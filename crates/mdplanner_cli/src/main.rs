//! Command-line entry point over one project document and its store.
//!
//! ```text
//! mdplanner <project.md> sync
//! mdplanner <project.md> rebuild
//! mdplanner <project.md> search <terms...> [--type <kind>] [--limit <n>]
//! mdplanner <project.md> stats
//! mdplanner <project.md> tasks
//! ```

use mdplanner_core::{
    init_logging_with_config, open_db, CacheSync, CoreConfig, EntityKind, ProjectDocument,
    SearchEngine, SearchOptions, SqliteIdCounters, SyncResult, Task,
};
use std::path::PathBuf;
use std::process::ExitCode;

const USAGE: &str = "usage: mdplanner <project.md> <sync|rebuild|search <terms>|stats|tasks>";

fn main() -> ExitCode {
    let args: Vec<String> = std::env::args().skip(1).collect();
    match run(&args) {
        Ok(()) => ExitCode::SUCCESS,
        Err(message) => {
            eprintln!("{message}");
            ExitCode::FAILURE
        }
    }
}

fn run(args: &[String]) -> Result<(), String> {
    let (document_path, command, rest) = match args {
        [path, command, rest @ ..] => (PathBuf::from(path), command.as_str(), rest),
        _ => return Err(USAGE.to_string()),
    };

    let config = CoreConfig::from_env(&document_path);
    let log_dir = std::env::temp_dir().join("mdplanner-logs");
    if let Err(err) = init_logging_with_config(&config, &log_dir.to_string_lossy()) {
        eprintln!("logging disabled: {err}");
    }

    let mut conn = open_db(&config.store.path).map_err(|err| err.to_string())?;
    let counters = SqliteIdCounters::open(&config.store.path).map_err(|err| err.to_string())?;
    let document = ProjectDocument::with_config(&document_path, config.write_safety.clone())
        .with_counter_store(Box::new(counters));

    match command {
        "sync" => {
            let mut sync = CacheSync::new(&document, &mut conn);
            sync.init().map_err(|err| err.to_string())?;
            report(sync.full_sync(None))
        }
        "rebuild" => report(CacheSync::new(&document, &mut conn).rebuild()),
        "search" => {
            let (terms, options) = parse_search_args(rest)?;
            for hit in SearchEngine::new(&conn).search(&terms, &options) {
                println!("{:>8.3}  {:<17} {:<18} {}", hit.score, hit.kind.as_str(), hit.id, hit.title);
                if !hit.snippet.is_empty() {
                    println!("          {}", hit.snippet);
                }
            }
            Ok(())
        }
        "stats" => {
            let stats = SearchEngine::new(&conn).get_stats();
            for (table, count) in &stats.tables {
                println!("{table:<16} {count}");
            }
            println!("{:<16} {}", "total", stats.total);
            Ok(())
        }
        "tasks" => {
            for task in document.read_tasks() {
                print_task(&task, 0);
            }
            Ok(())
        }
        other => Err(format!("unknown command `{other}`\n{USAGE}")),
    }
}

fn parse_search_args(rest: &[String]) -> Result<(String, SearchOptions), String> {
    let mut options = SearchOptions::default();
    let mut terms = Vec::new();
    let mut iter = rest.iter();
    while let Some(arg) = iter.next() {
        match arg.as_str() {
            "--type" => {
                let value = iter.next().ok_or("--type needs a value")?;
                let kind = EntityKind::parse(value)
                    .ok_or_else(|| format!("unknown entity kind `{value}`"))?;
                options.types.get_or_insert_with(Vec::new).push(kind);
            }
            "--limit" => {
                let value = iter.next().ok_or("--limit needs a value")?;
                options.limit = value
                    .parse()
                    .map_err(|_| format!("invalid limit `{value}`"))?;
            }
            term => terms.push(term.to_string()),
        }
    }
    if terms.is_empty() {
        return Err("search needs at least one term".to_string());
    }
    Ok((terms.join(" "), options))
}

fn report(result: SyncResult) -> Result<(), String> {
    if result.is_ok() {
        println!(
            "synced {} items across {} tables in {} ms",
            result.items, result.tables, result.duration_ms
        );
        Ok(())
    } else {
        Err(result.errors.join("\n"))
    }
}

fn print_task(task: &Task, depth: usize) {
    let mark = if task.completed { 'x' } else { ' ' };
    println!(
        "{}[{mark}] {:>4} {:<12} {}",
        "  ".repeat(depth),
        task.id,
        task.section,
        task.title
    );
    for child in &task.children {
        print_task(child, depth + 1);
    }
}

Activity:
Nothing in the listing should change; repeat it in full.

Written response:
filename crates/mdplanner_cli/src/main.rs
//! Command-line entry point over one project document and its store.
//!
//! ```text
//! mdplanner <project.md> sync
//! mdplanner <project.md> rebuild
//! mdplanner <project.md> search <terms...> [--type <kind>] [--limit <n>]
//! mdplanner <project.md> stats
//! mdplanner <project.md> tasks
//! ```

use mdplanner_core::{
    init_logging_with_config, open_db, CacheSync, CoreConfig, EntityKind, ProjectDocument,
    SearchEngine, SearchOptions, SqliteIdCounters, SyncResult, Task,
};
use std::path::PathBuf;
use std::process::ExitCode;

const USAGE: &str = "usage: mdplanner <project.md> <sync|rebuild|search <terms>|stats|tasks>";

fn main() -> ExitCode {
    let args: Vec<String> = std::env::args().skip(1).collect();
    match run(&args) {
        Ok(()) => ExitCode::SUCCESS,
        Err(message) => {
            eprintln!("{message}");
            ExitCode::FAILURE
        }
    }
}

fn run(args: &[String]) -> Result<(), String> {
    let (document_path, command, rest) = match args {
        [path, command, rest @ ..] => (PathBuf::from(path), command.as_str(), rest),
        _ => return Err(USAGE.to_string()),
    };

    let config = CoreConfig::from_env(&document_path);
    let log_dir = std::env::temp_dir().join("mdplanner-logs");
    if let Err(err) = init_logging_with_config(&config, &log_dir.to_string_lossy()) {
        eprintln!("logging disabled: {err}");
    }

    let mut conn = open_db(&config.store.path).map_err(|err| err.to_string())?;
    let counters = SqliteIdCounters::open(&config.store.path).map_err(|err| err.to_string())?;
    let document = ProjectDocument::with_config(&document_path, config.write_safety.clone())
        .with_counter_store(Box::new(counters));

    match command {
        "sync" => {
            let mut sync = CacheSync::new(&document, &mut conn);
            sync.init().map_err(|err| err.to_string())?;
            report(sync.full_sync(None))
        }
        "rebuild" => report(CacheSync::new(&document, &mut conn).rebuild()),
        "search" => {
            let (terms, options) = parse_search_args(rest)?;
            for hit in SearchEngine::new(&conn).search(&terms, &options) {
                println!("{:>8.3}  {:<17} {:<18} {}", hit.score, hit.kind.as_str(), hit.id, hit.title);
                if !hit.snippet.is_empty() {
                    println!("          {}", hit.snippet);
                }
            }
            Ok(())
        }
        "stats" => {
            let stats = SearchEngine::new(&conn).get_stats();
            for (table, count) in &stats.tables {
                println!("{table:<16} {count}");
            }
            println!("{:<16} {}", "total", stats.total);
            Ok(())
        }
        "tasks" => {
            for task in document.read_tasks() {
                print_task(&task, 0);
            }
            Ok(())
        }
        other => Err(format!("unknown command `{other}`\n{USAGE}")),
    }
}

fn parse_search_args(rest: &[String]) -> Result<(String, SearchOptions), String> {
    let mut options = SearchOptions::default();
    let mut terms = Vec::new();
    let mut iter = rest.iter();
    while let Some(arg) = iter.next() {
        match arg.as_str() {
            "--type" => {
                let value = iter.next().ok_or("--type needs a value")?;
                let kind = EntityKind::parse(value)
                    .ok_or_else(|| format!("unknown entity kind `{value}`"))?;
                options.types.get_or_insert_with(Vec::new).push(kind);
            }
            "--limit" => {
                let value = iter.next().ok_or("--limit needs a value")?;
                options.limit = value
                    .parse()
                    .map_err(|_| format!("invalid limit `{value}`"))?;
            }
            term => terms.push(term.to_string()),
        }
    }
    if terms.is_empty() {
        return Err("search needs at least one term".to_string());
    }
    Ok((terms.join(" "), options))
}

fn report(result: SyncResult) -> Result<(), String> {
    if result.is_ok() {
        println!(
            "synced {} items across {} tables in {} ms",
            result.items, result.tables, result.duration_ms
        );
        Ok(())
    } else {
        Err(result.errors.join("\n"))
    }
}

fn print_task(task: &Task, depth: usize) {
    let mark = if task.completed { 'x' } else { ' ' };
    println!(
        "{}[{mark}] {:>4} {:<12} {}",
        "  ".repeat(depth),
        task.id,
        task.section,
        task.title
    );
    for child in &task.children {
        print_task(child, depth + 1);
    }
}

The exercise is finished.